Thursday, January 18, 2007
My two cents for today
The key to decreasing the violence doesn't lie in the governments. It lies in the hands of the Iraqis who do the bulk of the killings and rebuilding. The main problem with the security forces in Baghdad, both the US and Iraqi, is that they are not good policemen. They are good at killing an obvious enemy, but they are not good at dealing with criminal elements like the kidnappers and their helpers, the "chewers". As a result of this policing vacuum, it has been filled by organized crime. Except for the high profile attacks usually by Al Quaida or one its extreme Sunni allies and the surge of Shiite revenge attacks afterwards, the everyday killings have become less personal and more businesslike with money and territory being the key motivators. Sadr's and SCIRI's militias are two competing gangs who unite only when facing the Sunni gangs. Ideologists like Al Quaida and its small number of Sunni extremist allies are becoming more and more marginalized although they continue to perform high profile attacks. It will take time for Iraqis to eventually tackle the gangs effectively, but unlike past US occupations before the Vietnam War, the US and Iraq doesn't have the luxury of having the US stay indefinitely in force.

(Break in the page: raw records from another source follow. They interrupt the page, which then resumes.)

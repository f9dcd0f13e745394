// TikTok service: posts, short videos, topic search.
// Wraps ApifyClient, returns universal content types.

use anyhow::Result;
use apify_client::ApifyClient;
use chrono::{DateTime, Utc};
use tracing::info;
use uuid::Uuid;

use crate::store::{InsertFile, InsertPost, InsertShortVideo};
use crate::text_extract;

/// Build a TikTok permalink from available fields.
/// Prefers `web_video_url` when present; falls back to constructing from author + id.
fn tiktok_permalink(
    web_video_url: Option<String>,
    id: Option<&str>,
    author_name: Option<&str>,
) -> Option<String> {
    if web_video_url.is_some() {
        return web_video_url;
    }
    let id = id?;
    let author = author_name?;
    Some(format!("https://www.tiktok.com/@{author}/video/{id}"))
}

/// Raw fetched post before persistence.
pub(crate) struct FetchedPost {
    pub post: InsertPost,
}

pub(crate) struct FetchedShortVideo {
    pub video: InsertShortVideo,
    pub files: Vec<InsertFile>,
}

pub(crate) struct TikTokService {
    client: ApifyClient,
}

impl TikTokService {
    pub(crate) fn new(client: ApifyClient) -> Self {
        Self { client }
    }

    /// Fetch posts from a TikTok profile. Filters to text-heavy posts (>= 20 chars).
    pub(crate) async fn fetch_posts(
        &self,
        identifier: &str,
        source_id: Uuid,
        limit: u32,
    ) -> Result<Vec<FetchedPost>> {
        info!(identifier, limit, "tiktok: fetching posts");

        let raw = self.client.scrape_tiktok_posts(identifier, limit).await?;

        let posts = raw
            .into_iter()
            .filter_map(|p| {
                let text = p.text.filter(|t| t.len() >= 20)?;
                let content_hash = rootsignal_common::content_hash(&text).to_string();

                let engagement = serde_json::json!({
                    "likes": p.digg_count,
                    "comments": p.comment_count,
                    "shares": p.share_count,
                    "plays": p.play_count,
                });

                let mentions = text_extract::extract_mentions(&text);
                let hashtags = p.hashtags
                    .unwrap_or_default()
                    .into_iter()
                    .filter_map(|h| h.name.map(|n| n.to_lowercase()))
                    .collect();

                let permalink = tiktok_permalink(
                    p.web_video_url,
                    p.id.as_deref(),
                    p.author_meta.as_ref().and_then(|a| a.name.as_deref()),
                );

                Some(FetchedPost {
                    post: InsertPost {
                        source_id,
                        content_hash,
                        text: Some(text),
                        author: p.author_meta.and_then(|a| a.name),
                        location: None,
                        engagement: Some(engagement),
                        published_at: p.create_time_iso.as_deref()
                            .and_then(|s| DateTime::parse_from_rfc3339(s).ok())
                            .map(|dt| dt.with_timezone(&Utc)),
                        permalink,
                        mentions,
                        hashtags,
                        media_type: Some("video".to_string()),
                        platform_id: p.id,
                    },
                })
            })
            .collect();

        Ok(posts)
    }

    /// Fetch short videos from a TikTok profile. All TikTok posts are short videos.
    pub(crate) async fn fetch_short_videos(
        &self,
        identifier: &str,
        source_id: Uuid,
        limit: u32,
    ) -> Result<Vec<FetchedShortVideo>> {
        info!(identifier, limit, "tiktok: fetching short videos");

        let raw = self.client.scrape_tiktok_posts(identifier, limit).await?;

        let videos = raw
            .into_iter()
            .filter_map(|p| {
                let text = p.text;
                let content_for_hash = text.as_deref().unwrap_or("");
                let content_hash = rootsignal_common::content_hash(content_for_hash).to_string();

                let engagement = serde_json::json!({
                    "likes": p.digg_count,
                    "comments": p.comment_count,
                    "shares": p.share_count,
                    "plays": p.play_count,
                });

                let permalink = tiktok_permalink(
                    p.web_video_url.clone(),
                    p.id.as_deref(),
                    p.author_meta.as_ref().and_then(|a| a.name.as_deref()),
                );

                let mut files = Vec::new();
                if let Some(ref video_url) = p.web_video_url {
                    files.push(InsertFile {
                        url: video_url.clone(),
                        content_hash: content_hash.clone(),
                        title: None,
                        mime_type: "video/mp4".to_string(),
                        duration: None,
                        page_count: None,
                        text: None,
                        text_language: None,
                    });
                }

                Some(FetchedShortVideo {
                    video: InsertShortVideo {
                        source_id,
                        content_hash,
                        text,
                        location: None,
                        engagement: Some(engagement),
                        published_at: p.create_time_iso.as_deref()
                            .and_then(|s| DateTime::parse_from_rfc3339(s).ok())
                            .map(|dt| dt.with_timezone(&Utc)),
                        permalink,
                    },
                    files,
                })
            })
            .collect();

        Ok(videos)
    }

    /// Search TikTok by keywords (topic search).
    pub(crate) async fn search_topics(
        &self,
        topics: &[&str],
        source_id: Uuid,
        limit: u32,
    ) -> Result<Vec<FetchedPost>> {
        info!(?topics, limit, "tiktok: searching topics");

        let raw = self.client.search_tiktok_keywords(topics, limit).await?;

        let posts = raw
            .into_iter()
            .filter_map(|p| {
                let text = p.text.filter(|t| t.len() >= 20)?;
                let content_hash = rootsignal_common::content_hash(&text).to_string();

                let engagement = serde_json::json!({
                    "likes": p.digg_count,
                    "comments": p.comment_count,
                    "shares": p.share_count,
                    "plays": p.play_count,
                });

                let mentions = text_extract::extract_mentions(&text);
                let hashtags = p.hashtags
                    .unwrap_or_default()
                    .into_iter()
                    .filter_map(|h| h.name.map(|n| n.to_lowercase()))
                    .collect();

                let permalink = tiktok_permalink(
                    p.web_video_url,
                    p.id.as_deref(),
                    p.author_meta.as_ref().and_then(|a| a.name.as_deref()),
                );

                Some(FetchedPost {
                    post: InsertPost {
                        source_id,
                        content_hash,
                        text: Some(text),
                        author: p.author_meta.and_then(|a| a.name),
                        location: None,
                        engagement: Some(engagement),
                        published_at: p.create_time_iso.as_deref()
                            .and_then(|s| DateTime::parse_from_rfc3339(s).ok())
                            .map(|dt| dt.with_timezone(&Utc)),
                        permalink,
                        mentions,
                        hashtags,
                        media_type: Some("video".to_string()),
                        platform_id: p.id,
                    },
                })
            })
            .collect();

        Ok(posts)
    }
}

#[cfg(test)]
mod tests {
    use super::*;

    #[test]
    fn permalink_uses_web_video_url_when_present() {
        let url = "https://www.tiktok.com/@user/video/123".to_string();
        let result = tiktok_permalink(Some(url.clone()), Some("123"), Some("user"));
        assert_eq!(result, Some(url));
    }

    #[test]
    fn permalink_constructed_from_author_and_id() {
        let result = tiktok_permalink(None, Some("7890"), Some("cooluser"));
        assert_eq!(
            result,
            Some("https://www.tiktok.com/@cooluser/video/7890".to_string())
        );
    }

    #[test]
    fn permalink_none_when_id_missing() {
        let result = tiktok_permalink(None, None, Some("cooluser"));
        assert_eq!(result, None);
    }

    #[test]
    fn permalink_none_when_author_missing() {
        let result = tiktok_permalink(None, Some("7890"), None);
        assert_eq!(result, None);
    }
}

Although Al Quaida is losing ground in Iraq, Al Quaida's war on the battleground that is the American people's will is succeeding, and the American people will not have the US become Iraq's umbrella for a prolonged period because of this. What this means for Iraq most likely soon after the 2008 elections is that instead of one single umbrella maintaining some level of stability until they get their act together, Iraq will be pulled by multiple external forces: Iran and Saudi Arabia being the major opposing ones ones with Syria, Jordan and Turkey playing lesser roles. God help them.